__TRY IT__.
Needed from the data below: every line from the one with "repository 5da0f5a498436325" up to and including the one with "pub type Result<T>", repeated exactly and with nothing else.

[Collected data]
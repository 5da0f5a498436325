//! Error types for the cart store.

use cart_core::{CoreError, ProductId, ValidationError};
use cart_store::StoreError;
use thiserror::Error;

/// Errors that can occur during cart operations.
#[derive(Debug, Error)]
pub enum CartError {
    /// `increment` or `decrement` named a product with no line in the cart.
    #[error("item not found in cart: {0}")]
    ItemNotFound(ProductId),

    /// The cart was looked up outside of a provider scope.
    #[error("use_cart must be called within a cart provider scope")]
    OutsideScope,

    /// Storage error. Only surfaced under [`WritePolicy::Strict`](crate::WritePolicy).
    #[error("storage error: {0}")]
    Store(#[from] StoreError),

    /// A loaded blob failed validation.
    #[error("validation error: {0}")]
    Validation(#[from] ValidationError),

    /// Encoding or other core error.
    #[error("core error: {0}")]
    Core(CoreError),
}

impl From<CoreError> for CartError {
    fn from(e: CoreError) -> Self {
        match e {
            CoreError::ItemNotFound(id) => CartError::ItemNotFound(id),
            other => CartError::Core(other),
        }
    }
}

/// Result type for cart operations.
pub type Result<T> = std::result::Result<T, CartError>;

* * *

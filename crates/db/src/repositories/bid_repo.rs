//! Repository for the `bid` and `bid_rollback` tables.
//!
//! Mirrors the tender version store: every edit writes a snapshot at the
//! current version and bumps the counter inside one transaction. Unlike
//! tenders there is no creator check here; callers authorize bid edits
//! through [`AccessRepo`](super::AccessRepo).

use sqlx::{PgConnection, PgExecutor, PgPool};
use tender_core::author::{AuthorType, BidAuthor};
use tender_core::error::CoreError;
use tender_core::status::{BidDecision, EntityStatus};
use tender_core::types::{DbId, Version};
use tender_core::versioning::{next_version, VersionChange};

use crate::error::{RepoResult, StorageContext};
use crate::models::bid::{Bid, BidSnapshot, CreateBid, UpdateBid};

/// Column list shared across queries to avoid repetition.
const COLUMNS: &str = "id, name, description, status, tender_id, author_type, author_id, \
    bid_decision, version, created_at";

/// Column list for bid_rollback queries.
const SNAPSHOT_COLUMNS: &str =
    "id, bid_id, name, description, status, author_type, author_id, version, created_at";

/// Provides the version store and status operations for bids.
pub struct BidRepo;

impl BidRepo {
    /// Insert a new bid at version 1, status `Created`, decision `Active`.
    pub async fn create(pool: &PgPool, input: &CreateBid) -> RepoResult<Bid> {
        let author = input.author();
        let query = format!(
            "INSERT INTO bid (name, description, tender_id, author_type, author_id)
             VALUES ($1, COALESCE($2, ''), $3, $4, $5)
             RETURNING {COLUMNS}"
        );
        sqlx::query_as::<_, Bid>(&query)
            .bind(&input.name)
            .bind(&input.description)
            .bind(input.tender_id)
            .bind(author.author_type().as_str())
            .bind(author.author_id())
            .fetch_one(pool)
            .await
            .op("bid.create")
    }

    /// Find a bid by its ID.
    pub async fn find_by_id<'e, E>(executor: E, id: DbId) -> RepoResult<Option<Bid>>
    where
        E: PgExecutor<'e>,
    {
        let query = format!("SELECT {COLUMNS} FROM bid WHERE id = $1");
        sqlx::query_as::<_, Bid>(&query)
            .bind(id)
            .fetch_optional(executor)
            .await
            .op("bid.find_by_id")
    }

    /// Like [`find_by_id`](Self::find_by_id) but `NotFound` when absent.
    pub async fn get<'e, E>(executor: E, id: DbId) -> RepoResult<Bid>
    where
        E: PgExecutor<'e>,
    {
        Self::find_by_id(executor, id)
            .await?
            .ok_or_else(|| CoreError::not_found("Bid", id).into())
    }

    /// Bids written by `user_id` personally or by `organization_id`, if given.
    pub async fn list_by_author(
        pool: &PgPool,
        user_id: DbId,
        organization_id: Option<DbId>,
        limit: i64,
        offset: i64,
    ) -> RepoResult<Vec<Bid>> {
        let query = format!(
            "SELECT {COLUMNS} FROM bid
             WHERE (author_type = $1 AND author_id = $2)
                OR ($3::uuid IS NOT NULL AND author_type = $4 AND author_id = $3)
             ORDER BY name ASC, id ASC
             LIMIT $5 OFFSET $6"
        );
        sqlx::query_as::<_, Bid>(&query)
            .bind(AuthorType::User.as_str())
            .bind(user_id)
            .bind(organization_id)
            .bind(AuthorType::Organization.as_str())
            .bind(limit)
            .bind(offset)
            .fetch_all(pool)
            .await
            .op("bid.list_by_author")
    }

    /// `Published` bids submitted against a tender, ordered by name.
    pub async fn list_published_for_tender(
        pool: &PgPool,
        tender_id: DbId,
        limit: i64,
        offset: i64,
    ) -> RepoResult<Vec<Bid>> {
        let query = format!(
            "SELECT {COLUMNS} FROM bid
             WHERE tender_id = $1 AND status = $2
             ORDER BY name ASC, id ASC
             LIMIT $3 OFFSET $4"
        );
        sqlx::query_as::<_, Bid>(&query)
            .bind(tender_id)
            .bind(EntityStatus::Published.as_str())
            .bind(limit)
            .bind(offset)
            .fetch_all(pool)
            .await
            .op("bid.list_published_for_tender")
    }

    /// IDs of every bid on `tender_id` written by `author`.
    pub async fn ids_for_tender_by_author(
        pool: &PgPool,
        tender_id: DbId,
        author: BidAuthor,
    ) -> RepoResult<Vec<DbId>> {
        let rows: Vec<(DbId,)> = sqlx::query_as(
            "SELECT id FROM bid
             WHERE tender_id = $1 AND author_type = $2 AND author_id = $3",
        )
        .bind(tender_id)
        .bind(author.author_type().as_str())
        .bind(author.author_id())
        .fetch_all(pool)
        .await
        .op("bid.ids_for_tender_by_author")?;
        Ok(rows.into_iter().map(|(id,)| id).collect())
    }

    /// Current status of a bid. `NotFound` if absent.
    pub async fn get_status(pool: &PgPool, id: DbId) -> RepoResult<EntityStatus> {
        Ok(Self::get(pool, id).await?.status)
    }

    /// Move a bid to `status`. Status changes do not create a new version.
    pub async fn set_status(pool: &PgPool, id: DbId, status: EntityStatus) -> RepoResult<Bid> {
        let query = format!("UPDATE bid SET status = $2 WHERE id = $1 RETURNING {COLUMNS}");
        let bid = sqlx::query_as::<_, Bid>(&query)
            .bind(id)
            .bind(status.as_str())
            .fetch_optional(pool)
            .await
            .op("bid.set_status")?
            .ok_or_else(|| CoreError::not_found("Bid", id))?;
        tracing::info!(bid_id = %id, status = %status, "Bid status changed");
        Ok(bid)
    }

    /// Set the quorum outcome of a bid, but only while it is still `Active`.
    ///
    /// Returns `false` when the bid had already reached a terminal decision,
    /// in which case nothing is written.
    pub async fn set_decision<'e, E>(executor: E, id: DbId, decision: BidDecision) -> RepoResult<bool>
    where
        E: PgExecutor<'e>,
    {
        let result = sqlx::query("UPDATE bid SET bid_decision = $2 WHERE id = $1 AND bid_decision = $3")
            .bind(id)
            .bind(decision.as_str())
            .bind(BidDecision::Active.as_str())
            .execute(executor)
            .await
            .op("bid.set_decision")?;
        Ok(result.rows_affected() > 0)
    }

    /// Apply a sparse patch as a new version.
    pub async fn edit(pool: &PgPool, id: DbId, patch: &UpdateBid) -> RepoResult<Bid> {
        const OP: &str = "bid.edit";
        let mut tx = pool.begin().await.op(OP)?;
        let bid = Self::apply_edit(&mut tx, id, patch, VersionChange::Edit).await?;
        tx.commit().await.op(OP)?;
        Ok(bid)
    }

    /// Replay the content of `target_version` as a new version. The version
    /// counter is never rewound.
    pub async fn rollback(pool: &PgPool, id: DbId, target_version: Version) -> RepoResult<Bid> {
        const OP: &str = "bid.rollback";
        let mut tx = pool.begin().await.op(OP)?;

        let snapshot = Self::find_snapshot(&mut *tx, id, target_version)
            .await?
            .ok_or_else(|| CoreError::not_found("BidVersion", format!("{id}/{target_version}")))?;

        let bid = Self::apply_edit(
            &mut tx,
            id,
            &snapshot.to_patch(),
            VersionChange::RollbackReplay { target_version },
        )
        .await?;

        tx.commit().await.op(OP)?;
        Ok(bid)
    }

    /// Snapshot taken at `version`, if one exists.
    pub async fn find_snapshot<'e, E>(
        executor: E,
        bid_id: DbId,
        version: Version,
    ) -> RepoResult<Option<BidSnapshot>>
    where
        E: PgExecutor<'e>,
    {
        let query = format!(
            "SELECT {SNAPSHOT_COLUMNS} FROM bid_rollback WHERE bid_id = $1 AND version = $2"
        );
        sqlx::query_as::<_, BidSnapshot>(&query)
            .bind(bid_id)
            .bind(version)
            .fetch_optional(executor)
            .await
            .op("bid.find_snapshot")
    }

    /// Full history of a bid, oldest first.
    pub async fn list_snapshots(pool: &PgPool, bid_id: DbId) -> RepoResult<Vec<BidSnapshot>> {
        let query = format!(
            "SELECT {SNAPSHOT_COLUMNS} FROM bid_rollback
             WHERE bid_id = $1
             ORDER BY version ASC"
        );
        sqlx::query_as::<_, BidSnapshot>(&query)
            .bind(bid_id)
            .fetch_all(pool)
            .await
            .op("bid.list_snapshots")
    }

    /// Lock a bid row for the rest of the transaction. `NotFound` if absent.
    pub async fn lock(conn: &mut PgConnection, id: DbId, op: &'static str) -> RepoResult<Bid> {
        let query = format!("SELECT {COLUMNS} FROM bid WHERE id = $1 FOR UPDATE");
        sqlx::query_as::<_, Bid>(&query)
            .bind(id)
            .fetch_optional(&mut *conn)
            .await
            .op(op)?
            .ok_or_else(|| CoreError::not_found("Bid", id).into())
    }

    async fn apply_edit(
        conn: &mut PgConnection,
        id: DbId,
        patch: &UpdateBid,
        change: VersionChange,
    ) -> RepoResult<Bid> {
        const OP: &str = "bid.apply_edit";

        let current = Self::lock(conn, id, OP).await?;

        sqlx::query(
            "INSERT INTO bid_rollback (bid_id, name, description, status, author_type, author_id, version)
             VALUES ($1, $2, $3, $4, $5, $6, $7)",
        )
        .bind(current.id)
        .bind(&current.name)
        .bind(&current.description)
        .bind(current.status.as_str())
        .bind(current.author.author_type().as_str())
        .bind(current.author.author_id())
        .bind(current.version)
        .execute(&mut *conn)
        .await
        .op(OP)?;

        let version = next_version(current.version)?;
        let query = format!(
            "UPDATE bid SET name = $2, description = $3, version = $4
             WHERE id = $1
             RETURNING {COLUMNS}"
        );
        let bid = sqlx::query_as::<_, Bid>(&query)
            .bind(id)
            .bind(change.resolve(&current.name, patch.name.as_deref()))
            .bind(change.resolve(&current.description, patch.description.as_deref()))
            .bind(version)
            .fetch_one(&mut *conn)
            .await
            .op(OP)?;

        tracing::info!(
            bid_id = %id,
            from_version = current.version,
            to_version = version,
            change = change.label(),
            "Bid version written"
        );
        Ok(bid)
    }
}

__ANSWER SECTION__.
repository 5da0f5a498436325
//! Error types for the cart store.

use cart_core::{CoreError, ProductId, ValidationError};
use cart_store::StoreError;
use thiserror::Error;

/// Errors that can occur during cart operations.
#[derive(Debug, Error)]
pub enum CartError {
    /// `increment` or `decrement` named a product with no line in the cart.
    #[error("item not found in cart: {0}")]
    ItemNotFound(ProductId),

    /// The cart was looked up outside of a provider scope.
    #[error("use_cart must be called within a cart provider scope")]
    OutsideScope,

    /// Storage error. Only surfaced under [`WritePolicy::Strict`](crate::WritePolicy).
    #[error("storage error: {0}")]
    Store(#[from] StoreError),

    /// A loaded blob failed validation.
    #[error("validation error: {0}")]
    Validation(#[from] ValidationError),

    /// Encoding or other core error.
    #[error("core error: {0}")]
    Core(CoreError),
}

impl From<CoreError> for CartError {
    fn from(e: CoreError) -> Self {
        match e {
            CoreError::ItemNotFound(id) => CartError::ItemNotFound(id),
            other => CartError::Core(other),
        }
    }
}

/// Result type for cart operations.
pub type Result<T> = std::result::Result<T, CartError>;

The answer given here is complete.